Work instructions — From the entries below, extract every line that includes the word "scramble".

Data records —
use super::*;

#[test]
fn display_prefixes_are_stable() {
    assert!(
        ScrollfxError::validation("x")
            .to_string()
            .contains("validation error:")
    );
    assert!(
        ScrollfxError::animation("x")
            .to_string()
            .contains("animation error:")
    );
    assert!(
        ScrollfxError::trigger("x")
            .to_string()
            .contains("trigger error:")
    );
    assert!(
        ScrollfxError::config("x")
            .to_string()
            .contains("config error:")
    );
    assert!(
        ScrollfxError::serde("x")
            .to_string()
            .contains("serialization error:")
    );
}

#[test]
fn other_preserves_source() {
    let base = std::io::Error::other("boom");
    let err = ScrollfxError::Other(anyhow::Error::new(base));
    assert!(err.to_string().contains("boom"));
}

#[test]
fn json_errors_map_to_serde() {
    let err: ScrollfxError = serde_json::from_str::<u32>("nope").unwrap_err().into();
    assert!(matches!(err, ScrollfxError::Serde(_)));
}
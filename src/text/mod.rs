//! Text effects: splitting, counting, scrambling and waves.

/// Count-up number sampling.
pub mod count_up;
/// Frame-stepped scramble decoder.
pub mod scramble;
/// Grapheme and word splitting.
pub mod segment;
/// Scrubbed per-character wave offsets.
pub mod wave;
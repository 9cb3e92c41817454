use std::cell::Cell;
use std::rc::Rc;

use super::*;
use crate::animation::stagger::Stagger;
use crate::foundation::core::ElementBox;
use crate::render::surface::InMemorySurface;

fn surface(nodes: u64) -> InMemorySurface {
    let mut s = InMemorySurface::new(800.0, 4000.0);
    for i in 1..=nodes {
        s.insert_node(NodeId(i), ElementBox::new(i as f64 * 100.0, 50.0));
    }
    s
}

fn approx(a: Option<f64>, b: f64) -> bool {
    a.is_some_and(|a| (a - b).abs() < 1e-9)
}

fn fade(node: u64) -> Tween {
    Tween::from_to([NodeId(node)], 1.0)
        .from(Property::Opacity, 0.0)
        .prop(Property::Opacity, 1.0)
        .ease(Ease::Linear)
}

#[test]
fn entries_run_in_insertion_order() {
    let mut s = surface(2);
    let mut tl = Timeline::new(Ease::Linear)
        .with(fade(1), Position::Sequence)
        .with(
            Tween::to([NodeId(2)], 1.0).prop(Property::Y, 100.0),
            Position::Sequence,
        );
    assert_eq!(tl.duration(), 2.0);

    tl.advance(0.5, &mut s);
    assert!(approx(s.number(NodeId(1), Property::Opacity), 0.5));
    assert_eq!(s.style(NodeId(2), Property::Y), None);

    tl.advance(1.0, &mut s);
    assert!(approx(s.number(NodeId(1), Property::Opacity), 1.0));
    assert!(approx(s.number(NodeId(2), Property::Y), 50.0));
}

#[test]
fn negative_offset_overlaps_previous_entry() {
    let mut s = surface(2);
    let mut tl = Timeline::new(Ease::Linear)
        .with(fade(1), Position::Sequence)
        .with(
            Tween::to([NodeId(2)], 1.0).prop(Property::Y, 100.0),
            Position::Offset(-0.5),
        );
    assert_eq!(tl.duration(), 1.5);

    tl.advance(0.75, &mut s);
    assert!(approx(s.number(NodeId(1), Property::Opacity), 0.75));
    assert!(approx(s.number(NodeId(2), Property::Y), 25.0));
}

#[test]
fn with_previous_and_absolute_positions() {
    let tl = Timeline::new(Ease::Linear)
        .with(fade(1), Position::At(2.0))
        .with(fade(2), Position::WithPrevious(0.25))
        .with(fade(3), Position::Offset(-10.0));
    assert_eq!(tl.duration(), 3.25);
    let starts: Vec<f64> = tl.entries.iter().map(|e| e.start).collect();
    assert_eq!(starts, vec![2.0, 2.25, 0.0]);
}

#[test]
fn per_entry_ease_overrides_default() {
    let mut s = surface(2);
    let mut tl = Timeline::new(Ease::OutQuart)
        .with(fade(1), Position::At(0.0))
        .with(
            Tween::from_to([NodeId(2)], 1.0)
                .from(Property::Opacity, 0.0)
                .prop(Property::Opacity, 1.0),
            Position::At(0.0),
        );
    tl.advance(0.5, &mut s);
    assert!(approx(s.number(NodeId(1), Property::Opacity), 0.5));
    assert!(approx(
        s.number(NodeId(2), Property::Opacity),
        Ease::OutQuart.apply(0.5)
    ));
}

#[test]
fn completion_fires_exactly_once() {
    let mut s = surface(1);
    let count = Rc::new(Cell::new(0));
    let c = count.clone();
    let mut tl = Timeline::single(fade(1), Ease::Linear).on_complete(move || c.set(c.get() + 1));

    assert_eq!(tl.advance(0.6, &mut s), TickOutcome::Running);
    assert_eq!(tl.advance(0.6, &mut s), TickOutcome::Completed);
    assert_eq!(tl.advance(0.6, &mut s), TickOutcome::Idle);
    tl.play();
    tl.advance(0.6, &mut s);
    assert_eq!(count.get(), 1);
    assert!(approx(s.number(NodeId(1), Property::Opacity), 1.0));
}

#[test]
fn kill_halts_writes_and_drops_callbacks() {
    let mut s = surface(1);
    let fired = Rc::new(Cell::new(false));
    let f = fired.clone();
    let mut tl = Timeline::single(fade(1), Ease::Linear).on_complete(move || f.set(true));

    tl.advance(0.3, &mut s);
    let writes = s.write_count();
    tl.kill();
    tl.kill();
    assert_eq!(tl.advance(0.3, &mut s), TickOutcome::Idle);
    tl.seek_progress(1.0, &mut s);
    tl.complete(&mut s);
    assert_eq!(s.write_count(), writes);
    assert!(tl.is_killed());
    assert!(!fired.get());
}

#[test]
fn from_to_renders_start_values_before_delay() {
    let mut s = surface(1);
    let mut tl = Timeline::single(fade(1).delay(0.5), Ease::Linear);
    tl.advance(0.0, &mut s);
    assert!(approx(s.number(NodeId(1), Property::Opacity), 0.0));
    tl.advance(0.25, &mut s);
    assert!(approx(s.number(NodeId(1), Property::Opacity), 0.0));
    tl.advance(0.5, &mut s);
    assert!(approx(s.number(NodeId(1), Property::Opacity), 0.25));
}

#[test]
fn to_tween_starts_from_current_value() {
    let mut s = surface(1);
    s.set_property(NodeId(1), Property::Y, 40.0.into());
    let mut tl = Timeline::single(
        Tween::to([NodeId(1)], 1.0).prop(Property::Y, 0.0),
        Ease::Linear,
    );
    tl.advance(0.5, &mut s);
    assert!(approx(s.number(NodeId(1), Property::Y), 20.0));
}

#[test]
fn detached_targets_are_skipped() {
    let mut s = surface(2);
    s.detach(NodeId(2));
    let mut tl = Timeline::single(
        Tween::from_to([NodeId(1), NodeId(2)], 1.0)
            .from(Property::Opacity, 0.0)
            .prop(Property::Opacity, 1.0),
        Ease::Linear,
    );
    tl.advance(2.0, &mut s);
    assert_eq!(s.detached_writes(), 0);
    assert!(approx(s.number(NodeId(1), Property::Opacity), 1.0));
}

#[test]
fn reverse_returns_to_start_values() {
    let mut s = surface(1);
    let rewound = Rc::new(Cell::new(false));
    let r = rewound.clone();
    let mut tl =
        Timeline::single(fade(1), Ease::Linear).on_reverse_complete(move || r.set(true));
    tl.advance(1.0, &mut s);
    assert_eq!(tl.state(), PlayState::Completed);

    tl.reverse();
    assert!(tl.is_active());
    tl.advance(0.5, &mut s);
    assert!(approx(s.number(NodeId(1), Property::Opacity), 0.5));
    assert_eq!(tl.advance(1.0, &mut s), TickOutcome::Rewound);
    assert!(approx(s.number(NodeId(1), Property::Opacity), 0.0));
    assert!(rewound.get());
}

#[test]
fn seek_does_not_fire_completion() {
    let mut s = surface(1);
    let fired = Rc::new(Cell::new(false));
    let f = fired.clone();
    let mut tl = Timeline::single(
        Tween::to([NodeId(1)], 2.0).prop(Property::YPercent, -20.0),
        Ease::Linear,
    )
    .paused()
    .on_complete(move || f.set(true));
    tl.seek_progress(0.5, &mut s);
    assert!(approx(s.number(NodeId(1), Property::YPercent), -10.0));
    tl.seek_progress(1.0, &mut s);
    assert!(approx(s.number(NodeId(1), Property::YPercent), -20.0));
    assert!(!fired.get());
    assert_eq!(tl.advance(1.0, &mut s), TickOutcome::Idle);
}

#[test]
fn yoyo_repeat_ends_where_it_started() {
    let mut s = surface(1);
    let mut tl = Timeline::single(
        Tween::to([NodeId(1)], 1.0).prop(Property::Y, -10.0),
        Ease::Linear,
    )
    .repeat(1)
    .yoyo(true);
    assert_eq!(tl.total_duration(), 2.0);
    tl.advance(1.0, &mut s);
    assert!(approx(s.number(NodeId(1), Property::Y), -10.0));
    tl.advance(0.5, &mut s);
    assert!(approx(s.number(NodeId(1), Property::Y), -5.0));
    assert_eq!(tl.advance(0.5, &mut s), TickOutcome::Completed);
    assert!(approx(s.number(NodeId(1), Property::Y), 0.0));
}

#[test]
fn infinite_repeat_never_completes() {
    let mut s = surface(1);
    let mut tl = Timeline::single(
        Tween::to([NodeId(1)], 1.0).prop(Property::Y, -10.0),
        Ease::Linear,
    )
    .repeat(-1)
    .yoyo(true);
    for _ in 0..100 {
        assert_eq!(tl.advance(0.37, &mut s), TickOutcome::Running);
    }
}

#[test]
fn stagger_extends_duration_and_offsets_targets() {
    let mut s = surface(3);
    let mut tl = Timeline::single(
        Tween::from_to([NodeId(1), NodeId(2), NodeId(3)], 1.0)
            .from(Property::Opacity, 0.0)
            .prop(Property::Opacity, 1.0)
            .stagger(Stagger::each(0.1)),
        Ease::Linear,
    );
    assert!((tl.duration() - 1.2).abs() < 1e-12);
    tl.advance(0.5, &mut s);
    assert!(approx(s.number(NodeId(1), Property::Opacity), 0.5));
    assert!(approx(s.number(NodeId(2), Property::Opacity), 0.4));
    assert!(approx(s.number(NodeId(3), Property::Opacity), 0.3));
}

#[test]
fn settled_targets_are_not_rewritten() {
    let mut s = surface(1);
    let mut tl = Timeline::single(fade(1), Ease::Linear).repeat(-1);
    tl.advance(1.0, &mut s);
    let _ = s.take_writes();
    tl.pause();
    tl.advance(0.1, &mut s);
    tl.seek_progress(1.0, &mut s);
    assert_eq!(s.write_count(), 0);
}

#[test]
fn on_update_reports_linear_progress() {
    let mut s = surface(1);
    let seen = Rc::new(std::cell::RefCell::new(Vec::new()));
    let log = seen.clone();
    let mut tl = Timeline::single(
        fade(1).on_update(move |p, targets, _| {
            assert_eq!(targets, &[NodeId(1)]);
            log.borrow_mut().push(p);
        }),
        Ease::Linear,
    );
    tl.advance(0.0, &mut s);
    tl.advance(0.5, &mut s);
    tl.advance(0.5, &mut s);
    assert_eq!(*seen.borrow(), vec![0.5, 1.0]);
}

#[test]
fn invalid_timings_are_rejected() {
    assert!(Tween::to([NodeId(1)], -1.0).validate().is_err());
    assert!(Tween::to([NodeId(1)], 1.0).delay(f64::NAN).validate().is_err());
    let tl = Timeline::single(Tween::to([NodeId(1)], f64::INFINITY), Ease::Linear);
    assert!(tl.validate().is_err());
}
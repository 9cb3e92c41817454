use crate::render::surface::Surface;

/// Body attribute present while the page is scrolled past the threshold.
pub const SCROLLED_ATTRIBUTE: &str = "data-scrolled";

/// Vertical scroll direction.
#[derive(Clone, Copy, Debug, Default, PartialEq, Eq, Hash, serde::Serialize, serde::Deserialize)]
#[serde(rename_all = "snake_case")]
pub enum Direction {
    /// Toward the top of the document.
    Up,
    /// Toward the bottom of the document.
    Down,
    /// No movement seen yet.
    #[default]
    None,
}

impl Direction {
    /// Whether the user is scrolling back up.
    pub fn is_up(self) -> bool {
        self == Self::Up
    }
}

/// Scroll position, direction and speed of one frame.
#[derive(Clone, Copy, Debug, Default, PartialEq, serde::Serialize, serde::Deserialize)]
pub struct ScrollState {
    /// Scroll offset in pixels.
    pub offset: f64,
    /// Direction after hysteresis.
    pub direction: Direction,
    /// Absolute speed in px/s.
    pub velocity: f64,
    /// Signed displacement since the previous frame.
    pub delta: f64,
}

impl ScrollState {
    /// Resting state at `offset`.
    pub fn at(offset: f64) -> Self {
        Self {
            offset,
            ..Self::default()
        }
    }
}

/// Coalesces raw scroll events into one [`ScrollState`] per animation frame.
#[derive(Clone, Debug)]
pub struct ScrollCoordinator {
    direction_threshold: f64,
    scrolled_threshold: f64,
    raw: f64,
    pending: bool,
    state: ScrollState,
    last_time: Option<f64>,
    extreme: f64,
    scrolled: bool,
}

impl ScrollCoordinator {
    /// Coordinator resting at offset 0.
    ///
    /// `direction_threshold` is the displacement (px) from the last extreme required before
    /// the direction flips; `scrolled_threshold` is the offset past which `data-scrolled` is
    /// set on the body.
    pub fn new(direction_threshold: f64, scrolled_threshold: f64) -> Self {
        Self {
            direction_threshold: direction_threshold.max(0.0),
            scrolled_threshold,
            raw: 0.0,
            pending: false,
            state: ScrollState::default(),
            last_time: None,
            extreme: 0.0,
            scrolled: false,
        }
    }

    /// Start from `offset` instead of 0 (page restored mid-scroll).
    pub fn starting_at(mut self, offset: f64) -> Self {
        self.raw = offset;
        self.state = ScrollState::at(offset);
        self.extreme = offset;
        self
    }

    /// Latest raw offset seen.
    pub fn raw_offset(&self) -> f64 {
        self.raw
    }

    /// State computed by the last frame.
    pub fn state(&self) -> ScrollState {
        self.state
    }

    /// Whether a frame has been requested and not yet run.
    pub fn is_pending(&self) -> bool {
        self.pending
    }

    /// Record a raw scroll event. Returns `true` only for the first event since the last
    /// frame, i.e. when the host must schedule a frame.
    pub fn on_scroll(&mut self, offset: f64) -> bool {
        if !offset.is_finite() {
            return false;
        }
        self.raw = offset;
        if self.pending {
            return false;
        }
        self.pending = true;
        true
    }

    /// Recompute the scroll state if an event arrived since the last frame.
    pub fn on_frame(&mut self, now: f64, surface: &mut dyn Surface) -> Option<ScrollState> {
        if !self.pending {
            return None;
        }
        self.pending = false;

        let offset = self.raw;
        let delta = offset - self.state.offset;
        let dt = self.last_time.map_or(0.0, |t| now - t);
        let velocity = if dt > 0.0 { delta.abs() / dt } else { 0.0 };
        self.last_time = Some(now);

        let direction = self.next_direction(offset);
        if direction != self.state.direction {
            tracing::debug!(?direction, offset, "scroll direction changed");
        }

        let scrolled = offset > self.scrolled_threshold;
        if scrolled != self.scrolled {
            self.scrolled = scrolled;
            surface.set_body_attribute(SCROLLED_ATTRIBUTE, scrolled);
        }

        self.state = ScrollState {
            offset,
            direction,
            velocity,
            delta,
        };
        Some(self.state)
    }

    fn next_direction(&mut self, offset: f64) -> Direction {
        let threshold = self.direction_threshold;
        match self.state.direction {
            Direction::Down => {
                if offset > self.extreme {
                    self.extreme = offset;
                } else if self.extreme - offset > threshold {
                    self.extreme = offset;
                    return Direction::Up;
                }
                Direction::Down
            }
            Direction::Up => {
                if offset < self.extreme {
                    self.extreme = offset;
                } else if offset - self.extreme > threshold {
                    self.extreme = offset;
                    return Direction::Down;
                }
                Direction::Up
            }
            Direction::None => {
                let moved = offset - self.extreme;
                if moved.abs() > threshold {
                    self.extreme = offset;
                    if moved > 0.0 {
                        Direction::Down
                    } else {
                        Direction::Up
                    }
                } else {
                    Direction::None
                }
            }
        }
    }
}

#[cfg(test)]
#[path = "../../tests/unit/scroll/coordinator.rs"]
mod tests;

Task solution —
/// Frame-stepped scramble decoder.
pub mod scramble;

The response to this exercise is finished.